Outra crítica bastante ácida que Voltaire faz ao longo da narrativa de Cândido é contra a instituição católica. Ele critica a dominação jesuítica na América denunciando o clero como corrupto e mundano. Além da relação que um Inquisidor-mor mantém com Cunegunda, a amada de Cândido, seu irmão também tem uma relação com um jesuíta que parece ser homossexual. A Igreja também é mostrada como supersticiosa e responsável pela condenação de gente inocente, como quando responsabiliza algumas pessoas, inclusive Cândido e seu mestre Pangloss, pelo terremoto de Lisboa e as condena à fogueira. 

A passagem de Cândido por Eldorado também é bastante emblemática. Lá, a moeda oficial é a libra esterlina: “Ficou pronta em quinze dias e não custou mais do que vinte milhões de libras esterlinas, moeda do país” (pag. 86). O Eldorado seria, então, uma referência à Inglaterra, que Voltaire admirava, pois, segundo ele, existiam lá mais de uma religião e elas viviam em tolerância umas com as outras e também fazia assim uma crítica mordaz ao absolutismo francês. Voltaire carrega em sua obra uma valorização do ideal burguês, ou seja, o enriquecimento através do trabalho, indo de encontro, portanto, ao ideal da nobreza. A última frase do livro: “- Está bem dito, responde Cândido, mas é preciso cultivar nosso jardim” (pag. 157) se refere a esse ideal burguês de valorização do trabalho, ao mesmo tempo em que o “jardim” pode ser interpretado como a existência e os acontecimentos futuros da vida de cada um. Não mais é o mais perfeito dos mundos onde impera a passividade, pois se é o melhor dos mundos, não há o que ser feito para melhorar o que se julga errado, mas o mundo em que é preciso cuidado com a realidade vivida. 

Vale mencionar ainda que para Voltaire o progresso está nas ciências e nas artes, portanto, bárbaros não são apenas os búlgaros que espancam Cândido e invadem e saqueiam o castelo de seu tio matando sua família, mas também os considerados “civilizados”. Em “Introdução ao Ensaio sobre os costumes” no capítulo VII “Dos selvagens”, Voltaire também chama de selvagem todos aqueles que se reúnem semanalmente numa igreja para ouvir as palavras do sacerdote de quem não entendem nada e que se alistam em exército para matar pessoas em guerra e ganhar um quarto do que poderiam ganhar trabalhando em casa. Ele completa dizendo que os selvagens da América são ainda superiores aos selvagens europeus, pois têm embaixadores e representantes que se comunicam com os europeus que lá chegam, além de outras características que Voltaire atribui como qualidades civilizadas. Voltaire critica, assim, como selvagens aqueles ainda ligados ás amarras e ás tutelas do Estado e da Igreja, incapazes de pensar criticamente por si próprios, mas capazes de contribuir com dízimos uma instituição cujos dizeres não compreendem e matar e morrer por um Estado Absolutista e uma nobreza com a qual não se identificam.

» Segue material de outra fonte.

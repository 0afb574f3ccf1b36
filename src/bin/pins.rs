//! Command-line game of Pins.
//!
//! `pins play` starts an interactive game against the computer;
//! `pins simulate` pits two computer difficulties against each other.

use std::io::{self, BufRead, Write};

use anyhow::{Context, Result};
use clap::{Args, Parser, Subcommand, ValueEnum};
use tracing_subscriber::EnvFilter;

use pins::core::{Difficulty, GameConfig, PlayerId, DEFAULT_EXPERT_PROBABILITY};
use pins::session::{run_match, MatchConfig, Session};
use pins::ui::{render, Prompter};

/// Play Pins, a misère Nim variant: whoever takes the last pin loses.
#[derive(Parser)]
#[command(name = "pins", about = "The game of Pins against a computer opponent")]
struct Cli {
    #[command(subcommand)]
    command: Option<Command>,
}

#[derive(Subcommand)]
enum Command {
    /// Play against the computer
    Play(PlayArgs),

    /// Run computer-vs-computer games and report the results
    Simulate(SimulateArgs),
}

#[derive(Args, Default)]
struct PlayArgs {
    /// Opponent difficulty: novice, intermediate, expert (or 1-3). Asked if omitted.
    #[arg(long)]
    difficulty: Option<Difficulty>,

    /// Random seed (random if omitted)
    #[arg(long)]
    seed: Option<u64>,

    /// Who moves first (random if omitted)
    #[arg(long, value_enum)]
    first: Option<FirstMover>,

    /// Probability that the intermediate opponent plays an expert move
    #[arg(long, default_value_t = DEFAULT_EXPERT_PROBABILITY)]
    expert_probability: f64,
}

#[derive(Args)]
struct SimulateArgs {
    /// Difficulty of the first seat
    #[arg(long, default_value = "expert")]
    first: Difficulty,

    /// Difficulty of the second seat
    #[arg(long, default_value = "novice")]
    second: Difficulty,

    /// Number of games
    #[arg(long, default_value_t = 100)]
    games: u32,

    /// Match seed
    #[arg(long, default_value_t = 42)]
    seed: u64,

    /// Probability that intermediate seats play an expert move
    #[arg(long, default_value_t = DEFAULT_EXPERT_PROBABILITY)]
    expert_probability: f64,
}

#[derive(Clone, Copy, ValueEnum)]
enum FirstMover {
    Human,
    Cpu,
}

const HUMAN: PlayerId = PlayerId::FIRST;

fn main() -> Result<()> {
    tracing_subscriber::fmt()
        .with_env_filter(EnvFilter::from_default_env())
        .with_writer(io::stderr)
        .init();

    let cli = Cli::parse();
    match cli.command {
        Some(Command::Simulate(args)) => simulate(args),
        Some(Command::Play(args)) => play(args),
        None => play(PlayArgs {
            expert_probability: DEFAULT_EXPERT_PROBABILITY,
            ..PlayArgs::default()
        }),
    }
}

fn play(args: PlayArgs) -> Result<()> {
    let stdin = io::stdin();
    let mut prompter = Prompter::new(stdin.lock(), io::stdout());

    writeln!(prompter.output(), "Welcome to the Game of Pins!")?;
    writeln!(prompter.output(), "The player who is forced to take the last pin loses.")?;

    let difficulty = match args.difficulty {
        Some(difficulty) => difficulty,
        None => match prompter.read_difficulty()? {
            Some(difficulty) => difficulty,
            None => return goodbye(&mut prompter),
        },
    };

    let mut config = GameConfig::default()
        .with_difficulty(difficulty)
        .with_expert_probability(args.expert_probability)
        .with_seed(args.seed.unwrap_or_else(rand::random));
    if let Some(first) = args.first {
        config = config.with_first_player(match first {
            FirstMover::Human => HUMAN,
            FirstMover::Cpu => HUMAN.opponent(),
        });
    }

    let mut session = Session::human_vs_cpu(&config).context("invalid game configuration")?;
    let starter = if session.first_player() == HUMAN { "Player" } else { "Cpu" };
    writeln!(prompter.output(), "\n{starter} will go first.")?;

    while !session.is_over() {
        writeln!(prompter.output(), "\n{}", render(session.board()))?;

        if session.awaiting_human() {
            writeln!(prompter.output(), "Your turn.")?;
            let Some(mv) = prompter.read_move(session.board())? else {
                return goodbye(&mut prompter);
            };
            session.play(mv).context("applying player move")?;
        } else {
            writeln!(prompter.output(), "CPU's turn...")?;
            session.play_cpu().context("applying computer move")?;
            writeln!(prompter.output(), "CPU has made its move.")?;
        }
    }

    if let Some(result) = session.result() {
        let winner = if result.is_winner(HUMAN) { "Player" } else { "CPU" };
        writeln!(prompter.output(), "All pins are gone! {winner} wins!")?;
    }
    Ok(())
}

fn goodbye<R: BufRead, W: Write>(prompter: &mut Prompter<R, W>) -> Result<()> {
    writeln!(prompter.output(), "\nGame exited. Goodbye!")?;
    Ok(())
}

fn simulate(args: SimulateArgs) -> Result<()> {
    let config = MatchConfig::new(args.first, args.second)
        .with_games(args.games)
        .with_seed(args.seed)
        .with_expert_probability(args.expert_probability);

    let report = run_match(&config).context("running match")?;

    println!("{} games, {} vs {}", report.games, config.first, config.second);
    println!(
        "  seat 1 ({}): {} wins ({:.1}%)",
        config.first,
        report.wins[PlayerId::FIRST],
        report.win_rate(PlayerId::FIRST) * 100.0
    );
    println!(
        "  seat 2 ({}): {} wins ({:.1}%)",
        config.second,
        report.wins[PlayerId::SECOND],
        report.win_rate(PlayerId::SECOND) * 100.0
    );
    println!("  first mover won {} games", report.first_mover_wins);
    println!("  average game length: {:.1} moves", report.average_turns());
    Ok(())
}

O pensamento de Voltaire é abrangente e complexo, muito ainda poderia se dizer sobre sua obra, mas em geral, Voltaire reflete o pensamento de sua época e mostra que havia uma percepção de História pragmática, como instrumento de instrução moral num contexto em que a educação emancipacionista era vista como forma de mudar e melhorar a realidade. 
____________________________________________

Trabalho que desenvolvi para a disciplina de Teoria da História I.